Some cartographic decisions are made on the server side. The TileStache VecTiles configuration contains an array of queries that return results at different zoom levels. At high zoom levels (say z=4) we only return rivers which are relatively big, those with a Strahler number of 6 or higher. At finer grained zoom levels we return more and smaller rivers. This per-zoom filtering both limits the bandwidth used on large scale maps and prevents the display from being overcluttered. Rendering zillions of tiny streams can be quite beautiful, but also resource intensive.

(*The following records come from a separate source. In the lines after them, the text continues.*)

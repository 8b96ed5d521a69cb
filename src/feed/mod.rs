//! Feed source seam.
//!
//! The poller talks to the feed only through [`FeedSource`], so cycles can
//! be driven by the real HTTP client ([`HttpFeed`]) or by a scripted source
//! in tests. A source performs exactly one request per call; it does not
//! retry and holds no state between calls.

pub mod http;

use std::sync::Arc;

use async_trait::async_trait;

use crate::domain::{CompetitionId, Fetched};
use crate::error::FetchError;

pub use http::{HttpFeed, ProbeReport};

/// Path of the timings resource, relative to the feed base URL.
pub const TIMINGS_PATH: &str = "/vflmshop/timeline/get-timings/get-timings.json";

/// Path of the matches resource, relative to the feed base URL.
pub const MATCHES_PATH: &str = "/vflmshop/timeline/get-matches/get-matches.json";

/// Path segment of the per-match odds resource, relative to the odds base.
pub const ODDS_PATH: &str = "/match_odds2";

/// Builds the timings URL for a base such as `https://host`.
#[must_use]
pub fn timings_url(base: &str) -> String {
    format!("{}{TIMINGS_PATH}", base.trim_end_matches('/'))
}

/// Builds the matches URL for the given competition.
#[must_use]
pub fn matches_url(base: &str, competition_id: CompetitionId) -> String {
    format!(
        "{}{MATCHES_PATH}?competition_id={competition_id}",
        base.trim_end_matches('/')
    )
}

/// Builds the odds URL for one match.
#[must_use]
pub fn odds_url(odds_base: &str, match_id: i64) -> String {
    format!("{}{ODDS_PATH}/{match_id}", odds_base.trim_end_matches('/'))
}

/// Something that can fetch the two feed resources.
#[async_trait]
pub trait FeedSource: Send + Sync {
    /// Fetches the timings document.
    ///
    /// # Errors
    ///
    /// Returns a [`FetchError`] on a non-200 status or a transport failure.
    async fn fetch_timings(&self) -> Result<Fetched, FetchError>;

    /// Fetches the matches document for one competition.
    ///
    /// # Errors
    ///
    /// Returns a [`FetchError`] on a non-200 status or a transport failure.
    async fn fetch_matches(&self, competition_id: CompetitionId) -> Result<Fetched, FetchError>;
}

#[async_trait]
impl<T: FeedSource + ?Sized> FeedSource for Arc<T> {
    async fn fetch_timings(&self) -> Result<Fetched, FetchError> {
        (**self).fetch_timings().await
    }

    async fn fetch_matches(&self, competition_id: CompetitionId) -> Result<Fetched, FetchError> {
        (**self).fetch_matches(competition_id).await
    }
}

#[cfg(test)]
mod tests {
    use super::*;

    #[test]
    fn timings_url_joins_base() {
        assert_eq!(
            timings_url("https://feed.example/"),
            "https://feed.example/vflmshop/timeline/get-timings/get-timings.json"
        );
    }

    #[test]
    fn matches_url_carries_competition() {
        assert_eq!(
            matches_url("http://127.0.0.1:8080", CompetitionId::new(43)),
            "http://127.0.0.1:8080/vflmshop/timeline/get-matches/get-matches.json?competition_id=43"
        );
    }

    #[test]
    fn odds_url_appends_match_id() {
        assert_eq!(
            odds_url("https://odds.example/feeds/?/cdn/gismo", 1234),
            "https://odds.example/feeds/?/cdn/gismo/match_odds2/1234"
        );
    }
}
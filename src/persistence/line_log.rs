//! Append-only line-delimited JSON log.

use std::path::{Path, PathBuf};

use tokio::fs::{self, OpenOptions};
use tokio::io::AsyncWriteExt;

use super::records::LineRecord;
use crate::error::PersistenceError;

/// Appends one JSON record per line to a single file.
///
/// The file is created empty on first use and only ever appended to.
#[derive(Debug, Clone)]
pub struct LineLog {
    path: PathBuf,
}

impl LineLog {
    /// Creates a log writing to `path`. Nothing is touched until the first
    /// append.
    #[must_use]
    pub fn new(path: impl Into<PathBuf>) -> Self {
        Self { path: path.into() }
    }

    /// Destination file.
    #[must_use]
    pub fn path(&self) -> &Path {
        &self.path
    }

    /// Appends a record as a single write.
    ///
    /// # Errors
    ///
    /// Returns a [`PersistenceError`] if the record cannot be encoded or
    /// the file cannot be created or written.
    pub async fn append(&self, record: &LineRecord<'_>) -> Result<(), PersistenceError> {
        let line = record.to_line()?;
        ensure_parent(&self.path).await?;
        let mut file = OpenOptions::new()
            .create(true)
            .append(true)
            .open(&self.path)
            .await
            .map_err(|e| PersistenceError::io(&self.path, e))?;
        file.write_all(line.as_bytes())
            .await
            .map_err(|e| PersistenceError::io(&self.path, e))?;
        file.flush()
            .await
            .map_err(|e| PersistenceError::io(&self.path, e))
    }
}

/// Creates the parent directory of `path` if it has one.
pub(crate) async fn ensure_parent(path: &Path) -> Result<(), PersistenceError> {
    match path.parent() {
        Some(parent) if !parent.as_os_str().is_empty() => fs::create_dir_all(parent)
            .await
            .map_err(|e| PersistenceError::io(parent, e)),
        _ => Ok(()),
    }
}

VecTiles also simplifies the geometry, serving only the precision needed at the zoom level. You can see this in action if you watch it re-render as you navigate; rivers will start to grow more bends and detail as you zoom in. TileStache does that for us automatically.
Nelson Minar developed the original river visualization and some/much of the writing above about that. I have added all the real-time connections, colour and size styling, county buffer analysis, and NLCD tiles.